Task statement
The answer should be each line of the records that contains the word "Ignoring"; please copy them all.

Collected data entries

▼▼▼

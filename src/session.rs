//! UI-facing session state
//!
//! A session holds the current capture, the processing state and the staged
//! result. Every job gets a ticket; publishing with a ticket from before the
//! last `reset` or `begin_job` is ignored, so a slow editorial call can never
//! overwrite a newer session.

use crate::{
    error::StudioError,
    types::{CapturedImage, ProcessingResult, ProcessingState},
};
use std::sync::{Mutex, MutexGuard, PoisonError};

/// Identifies one processing job within a session
#[derive(Debug, Clone, Copy, PartialEq, Eq, Hash)]
pub struct JobTicket(u64);

impl JobTicket {
    #[must_use]
    pub fn epoch(&self) -> u64 {
        self.0
    }
}

#[derive(Debug, Default)]
struct SessionInner {
    epoch: u64,
    state: ProcessingState,
    captured: Option<CapturedImage>,
    result: Option<ProcessingResult>,
}

/// Shared session state, safe to hand to a spawned job behind an `Arc`
#[derive(Debug, Default)]
pub struct StudioSession {
    inner: Mutex<SessionInner>,
}

impl StudioSession {
    #[must_use]
    pub fn new() -> Self {
        Self::default()
    }

    fn lock(&self) -> MutexGuard<'_, SessionInner> {
        self.inner.lock().unwrap_or_else(PoisonError::into_inner)
    }

    /// Store the image the next job will work on
    pub fn set_captured(&self, captured: CapturedImage) {
        self.lock().captured = Some(captured);
    }

    #[must_use]
    pub fn captured(&self) -> Option<CapturedImage> {
        self.lock().captured.clone()
    }

    #[must_use]
    pub fn state(&self) -> ProcessingState {
        self.lock().state.clone()
    }

    #[must_use]
    pub fn result(&self) -> Option<ProcessingResult> {
        self.lock().result.clone()
    }

    /// Start a job: bumps the epoch, clears the previous result and shows `message`
    pub fn begin_job<S: Into<String>>(&self, message: S) -> JobTicket {
        let mut inner = self.lock();
        inner.epoch += 1;
        inner.result = None;
        inner.state = ProcessingState::loading(message);
        JobTicket(inner.epoch)
    }

    /// Whether `ticket` still belongs to the current job
    #[must_use]
    pub fn is_current(&self, ticket: JobTicket) -> bool {
        self.lock().epoch == ticket.0
    }

    /// Replace the result and mark success; stale tickets are ignored
    pub fn publish(&self, ticket: JobTicket, result: ProcessingResult) -> bool {
        let mut inner = self.lock();
        if inner.epoch != ticket.0 {
            log::debug!("Ignoring result of stale job {} (current {})", ticket.0, inner.epoch);
            return false;
        }
        inner.result = Some(result);
        inner.state = ProcessingState::Success;
        true
    }

    /// Update the published result in place; stale tickets are ignored
    ///
    /// Does nothing and returns `false` when nothing was published yet.
    pub fn merge<F>(&self, ticket: JobTicket, update: F) -> bool
    where
        F: FnOnce(&mut ProcessingResult),
    {
        let mut inner = self.lock();
        if inner.epoch != ticket.0 {
            log::debug!("Ignoring late parts of stale job {}", ticket.0);
            return false;
        }
        match inner.result.as_mut() {
            Some(result) => {
                update(result);
                true
            }
            None => false,
        }
    }

    /// Show a failure for the current job; stale tickets are ignored
    pub fn fail(&self, ticket: JobTicket, error: &StudioError) -> bool {
        let mut inner = self.lock();
        if inner.epoch != ticket.0 {
            return false;
        }
        inner.state = ProcessingState::from_error(error);
        true
    }

    /// Dismiss an error without touching the capture or result
    pub fn clear_error(&self) {
        let mut inner = self.lock();
        if matches!(inner.state, ProcessingState::Error { .. }) {
            inner.state = ProcessingState::Idle;
        }
    }

    /// Back to a blank session; any running job becomes stale
    pub fn reset(&self) {
        let mut inner = self.lock();
        inner.epoch += 1;
        inner.state = ProcessingState::Idle;
        inner.captured = None;
        inner.result = None;
    }
}

#[cfg(test)]
mod tests {
    use super::*;
    use crate::{error::RecoveryAction, types::StageOutcome};
    use image::DynamicImage;

    fn treated_result() -> ProcessingResult {
        ProcessingResult {
            treated: StageOutcome::from_image(DynamicImage::new_rgba8(4, 4)),
            ..ProcessingResult::default()
        }
    }

    #[test]
    fn test_publish_then_merge() {
        let session = StudioSession::new();
        let ticket = session.begin_job("Iniciando Tratamento de Luxo...");
        assert!(session.state().is_loading());

        assert!(session.publish(ticket, treated_result()));
        assert_eq!(session.state(), ProcessingState::Success);
        assert!(session.result().unwrap().editorial.is_pending());

        assert!(session.merge(ticket, |r| {
            r.editorial = StageOutcome::from_image(DynamicImage::new_rgba8(2, 2));
        }));
        assert!(session.result().unwrap().editorial.is_ready());
    }

    #[test]
    fn test_stale_ticket_is_ignored_after_reset() {
        let session = StudioSession::new();
        let old = session.begin_job("loading");
        session.reset();

        assert!(!session.publish(old, treated_result()));
        assert!(!session.merge(old, |_| panic!("must not run")));
        assert!(!session.fail(old, &StudioError::generation("late")));
        assert_eq!(session.state(), ProcessingState::Idle);
        assert!(session.result().is_none());
    }

    #[test]
    fn test_new_job_supersedes_old_one() {
        let session = StudioSession::new();
        let first = session.begin_job("first");
        let second = session.begin_job("second");
        assert!(!session.is_current(first));
        assert!(session.is_current(second));
        assert!(session.publish(second, treated_result()));
        assert!(!session.publish(first, ProcessingResult::default()));
        assert!(session.result().unwrap().treated.is_ready());
    }

    #[test]
    fn test_fail_sets_localized_error() {
        let session = StudioSession::new();
        let ticket = session.begin_job("loading");
        assert!(session.fail(ticket, &StudioError::generation("boom")));
        match session.state() {
            ProcessingState::Error { message, recovery } => {
                assert!(message.starts_with("Falha ao processar imagem"));
                assert_eq!(recovery, RecoveryAction::Retry);
            }
            other => panic!("unexpected state {other:?}"),
        }
        session.clear_error();
        assert_eq!(session.state(), ProcessingState::Idle);
    }
}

▲▲▲

Written answer
            log::debug!("Ignoring result of stale job {} (current {})", ticket.0, inner.epoch);
            log::debug!("Ignoring late parts of stale job {}", ticket.0);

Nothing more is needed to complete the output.